À l’heure où l’on parle de la bénédiction et la protection qu’un père a réclamées pour sa fille (quel père ne demanderait pas cela pour son enfant, surtout pour sa fille, n’est-ce pas ?), il importe que l’on place cette requête dans le contexte de la brève histoire des dynasties politiques du pays. Et qu’on discerne entre les trois ou quatre dynasties qui demeurent en tête d’affiche : Ramgoolam, Jugnauth, Duval, Bérenger. À un degré moindre, nous avons les Boolell, Mohamed, Jhuboo, Uteem, Peeroo, David, Curé, Ramdass, Koonjoo, Jeetah, Seetaram, entre autres enfants, qui sont (on connaît la chanson !)… tombés dans la marmite (et non pas dans le coffre) dès leur jeune âge.

Face à la realpolitik mauricienne, les guéguerres de pouvoir pour contrôler telle ou telle frange de l’électorat, ou tel ou tel arrondissement d’une circonscription ne sont, en fait, que des divertissements de pacotille. Qualitativement et quantitativement, les dynasties politiques mauriciennes quasi semblables. Chez la famille Jugnauth (en incluant la belle-famille de Pravind et en excluant l’oncle Ashock), la dynastie vise à asseoir son pouvoir et amasser tout l’argent que ce pouvoir puisse rapporter.
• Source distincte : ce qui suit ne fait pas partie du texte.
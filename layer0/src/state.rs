//! The State protocol — how data persists and is retrieved across turns.

use crate::{error::StateError, scope::Scope};
use async_trait::async_trait;
use serde::{Deserialize, Serialize};

/// Protocol ③ — State
///
/// How data persists and is retrieved across turns and sessions.
///
/// Implementations:
/// - InMemoryStore: HashMap (testing, ephemeral)
/// - FsStore: filesystem (CLAUDE.md, plain files)
/// - GitStore: git-backed (versioned, auditable, mergeable)
/// - SqliteStore: embedded database
/// - PgStore: PostgreSQL (queryable, transactional)
///
/// The trait is deliberately minimal — CRUD + search + list.
/// Versioning is NOT part of this trait because not all backends
/// support it — implementations that do can expose it via
/// additional traits or methods.
#[async_trait]
pub trait StateStore: Send + Sync {
    /// Read a value by key within a scope.
    /// Returns None if the key doesn't exist.
    async fn read(
        &self,
        scope: &Scope,
        key: &str,
    ) -> Result<Option<serde_json::Value>, StateError>;

    /// Write a value. Creates or overwrites.
    async fn write(
        &self,
        scope: &Scope,
        key: &str,
        value: serde_json::Value,
    ) -> Result<(), StateError>;

    /// Delete a value. No-op if key doesn't exist.
    async fn delete(
        &self,
        scope: &Scope,
        key: &str,
    ) -> Result<(), StateError>;

    /// List keys under a prefix within a scope.
    async fn list(
        &self,
        scope: &Scope,
        prefix: &str,
    ) -> Result<Vec<String>, StateError>;

    /// Semantic search within a scope. Returns matching keys
    /// with relevance scores. Implementations that don't support
    /// search return an empty vec (not an error).
    async fn search(
        &self,
        scope: &Scope,
        query: &str,
        limit: usize,
    ) -> Result<Vec<SearchResult>, StateError>;
}

/// A search result from a state store query.
#[non_exhaustive]
#[derive(Debug, Clone, Serialize, Deserialize)]
pub struct SearchResult {
    /// The key that matched.
    pub key: String,
    /// Relevance score (higher is more relevant).
    pub score: f64,
    /// Preview/snippet of the matched content.
    /// Implementations decide what to include.
    pub snippet: Option<String>,
}

impl SearchResult {
    /// Create a new search result.
    pub fn new(key: impl Into<String>, score: f64) -> Self {
        Self {
            key: key.into(),
            score,
            snippet: None,
        }
    }
}

/// Read-only view of state, given to the operator runtime during
/// context assembly. The operator can read but cannot write — writes
/// are returned as artifacts in OperatorOutput and merged by the caller.
///
/// This trait exists to enforce the read/write asymmetry at the
/// type level. An Operator receives `&dyn StateReader`, not `&dyn StateStore`.
#[async_trait]
pub trait StateReader: Send + Sync {
    /// Read a value by key within a scope.
    async fn read(
        &self,
        scope: &Scope,
        key: &str,
    ) -> Result<Option<serde_json::Value>, StateError>;

    /// List keys under a prefix within a scope.
    async fn list(
        &self,
        scope: &Scope,
        prefix: &str,
    ) -> Result<Vec<String>, StateError>;

    /// Semantic search within a scope.
    async fn search(
        &self,
        scope: &Scope,
        query: &str,
        limit: usize,
    ) -> Result<Vec<SearchResult>, StateError>;
}

/// Blanket implementation: every StateStore is a StateReader.
#[async_trait]
impl<T: StateStore> StateReader for T {
    async fn read(
        &self,
        scope: &Scope,
        key: &str,
    ) -> Result<Option<serde_json::Value>, StateError> {
        StateStore::read(self, scope, key).await
    }

    async fn list(
        &self,
        scope: &Scope,
        prefix: &str,
    ) -> Result<Vec<String>, StateError> {
        StateStore::list(self, scope, prefix).await
    }

    async fn search(
        &self,
        scope: &Scope,
        query: &str,
        limit: usize,
    ) -> Result<Vec<SearchResult>, StateError> {
        StateStore::search(self, scope, query, limit).await
    }
}
//! Shared turn-level defaults.

/// Static defaults for a turn: base prompt, model, and loop bounds.
///
/// Per-request overrides come from `OperatorInput.config` (layer0's `OperatorConfig`).
/// This struct holds the defaults those overrides fall back to.
pub struct TurnConfig {
    /// Base system prompt for this turn implementation.
    pub system_prompt: String,

    /// Default model identifier.
    pub default_model: String,

    /// Default maximum output tokens per provider call.
    pub default_max_tokens: u32,

    /// Default maximum ReAct loop iterations.
    pub default_max_turns: u32,
}

impl Default for TurnConfig {
    fn default() -> Self {
        Self {
            system_prompt: "You are a helpful assistant.".into(),
            default_model: String::new(),
            default_max_tokens: 4096,
            default_max_turns: 25,
        }
    }
}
C’est une succession voulue, encouragée, imposée.

Chez les Ramgoolam, c’est autre chose. SSR ne voulait pas que son fils fasse de la politique. L’histoire nous dit que c’est Paul Bérenger qui a encouragé Navin Ramgoolam à délaisser les brumes londoniennes pour contrer l’empereur soleil. En l’absence de successeurs naturels, du moins officiellement, l’on ne peut, en revanche, accuser Navin Ramgoolam de vouloir, comme SAJ, bâtir une dynastie.

Paul Bérenger, lui, n’a pas de père politicien. D’ailleurs, c’est sir Gaëtan Duval qui déclare, en 1995, que «mon héritier politique c’est Paul Bérenger», surprenant ce dernier et tous les militants ! Mais par contre, Bérenger n’a pas surpris grand monde quand il évoquait, il y a quelques années, l’entrée en scène de son enfant.
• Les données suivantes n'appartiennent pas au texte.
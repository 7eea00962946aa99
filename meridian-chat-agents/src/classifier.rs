//! A production [`ChatClassifier`] built on the single-call operator.
//!
//! Grounded on `meridian-op-single-shot`, the one existing "ask the model
//! one constrained question" building block: a classifier just needs a
//! system prompt that names the three domains and a one-line parse of the
//! reply, not a full ReAct loop.

use async_trait::async_trait;
use layer0::content::Content;
use layer0::operator::{Operator, OperatorInput, TriggerType};
use meridian_op_single_shot::{SingleShotConfig, SingleShotOperator};
use meridian_router::{ChatClassifier, ChatDomain};
use meridian_turn::provider::Provider;

const SYSTEM_PROMPT: &str = "Classify the user's message into exactly one \
of: learning, productivity, utility. \"learning\" is for saving or recalling \
a fact, word, or note the user wants remembered. \"productivity\" is for \
tasks, reminders, or scheduling. \"utility\" is everything else. Respond \
with a single word: learning, productivity, or utility.";

/// Classifies chat messages with one unparsed model call.
pub struct SingleShotClassifier<P: Provider> {
    operator: SingleShotOperator<P>,
}

impl<P: Provider + 'static> SingleShotClassifier<P> {
    /// Build a classifier around the given provider.
    pub fn new(provider: P) -> Self {
        let config = SingleShotConfig {
            system_prompt: SYSTEM_PROMPT.to_string(),
            ..Default::default()
        };
        Self {
            operator: SingleShotOperator::new(provider, config),
        }
    }
}

#[async_trait]
impl<P: Provider + 'static> ChatClassifier for SingleShotClassifier<P> {
    async fn classify(&self, message: &str) -> Option<ChatDomain> {
        let input = OperatorInput::new(Content::text(message), TriggerType::User);
        let output = self.operator.execute(input).await.ok()?;
        let text = output.message.as_text()?.to_lowercase();
        if text.contains("learning") {
            Some(ChatDomain::Learning)
        } else if text.contains("productivity") {
            Some(ChatDomain::Productivity)
        } else if text.contains("utility") {
            Some(ChatDomain::Utility)
        } else {
            None
        }
    }
}
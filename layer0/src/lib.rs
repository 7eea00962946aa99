//! # layer0 — Protocol traits for composable agentic AI systems
//!
//! This crate defines the protocol boundaries that compose to form an
//! agentic orchestration system: one reasoning step per agent (Operator),
//! how state persists across steps (StateStore), and the cross-cutting
//! hook interface used for observation and intervention.
//!
//! ## The Protocols
//!
//! | Protocol | Trait | What it does |
//! |----------|-------|-------------|
//! | ① Operator | [`Operator`] | What one agent does per cycle |
//! | ② State | [`StateStore`] | How data persists across turns |
//!
//! ## The Interfaces
//!
//! | Interface | Types | What it does |
//! |-----------|-------|-------------|
//! | ③ Hooks | [`Hook`], [`HookPoint`], [`HookAction`] | Observation + intervention |
//!
//! ## Design Principle
//!
//! Every protocol trait is operation-defined, not mechanism-defined.
//! [`Operator::execute`] means "cause this agent to process one cycle" —
//! not "make an API call" or "run a subprocess." This is what makes
//! implementations swappable: an in-process loop, a function call, and a
//! future system that doesn't exist yet all implement the same trait.
//!
//! ## Dependency Notes
//!
//! This crate depends on `serde_json::Value` for extension data fields
//! (metadata, tool inputs, custom payloads). This is an intentional choice:
//! JSON is the universal interchange format for agentic systems, and
//! `serde_json::Value` is the de facto standard in the Rust ecosystem.
//! The alternative (generic `T: Serialize`) would complicate trait object
//! safety without practical benefit.
//!
//! ## Future: Native Async Traits
//!
//! Protocol traits currently use `async-trait` (heap-allocated futures).
//! When Rust stabilizes `async fn in dyn Trait` with `Send` bounds, these
//! traits will migrate to native async. This will be a breaking change in
//! a minor version bump before v1.0.

#![deny(missing_docs)]

pub mod content;
pub mod duration;
pub mod error;
pub mod hook;
pub mod id;
pub mod operator;
pub mod scope;
pub mod state;

#[cfg(feature = "test-utils")]
pub mod test_utils;

// Re-exports for convenience
pub use content::{Content, ContentBlock};
pub use duration::DurationMs;
pub use error::{HookError, OperatorError, StateError};
pub use hook::{Hook, HookAction, HookContext, HookPoint};
pub use id::{AgentId, CorrelationId, ScopeId, SessionId, TaskId, WorkflowId};
pub use operator::{
    ExitReason, Operator, OperatorConfig, OperatorInput, OperatorMetadata, OperatorOutput,
    ToolCallRecord, TriggerType,
};
pub use scope::Scope;
pub use state::{SearchResult, StateReader, StateStore};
C’est évident, qu’outre l’héritage politique, les fils ou filles des propriétaires de partis politiques (aur)ont à gérer de gros sous, des caisses occultes. Ces sous, dont on ne voit qu’une partie de l’iceberg dans quelques rares rapports financiers, restent quand même largement cachés, en l’absence d’une loi sur le financement des partis politiques. Ce financement politique qui demeure un indicateur incontournable de la bonne gouvernance et dont la législation possible reste aux mains de ceux que cela gênerait le plus.

Je vous disais au début que Maurice n’est pas le Chili, encore moins l’Algérie ou Haïti. Un politologue disait que nous sommes une démocratie, pas une dictature. C’est vrai sur le papier. Et effectivement, c’est nous qui votons les mêmes, «en bloc» même ! Et puis on se plaint du pays qu’on lègue à nos enfants.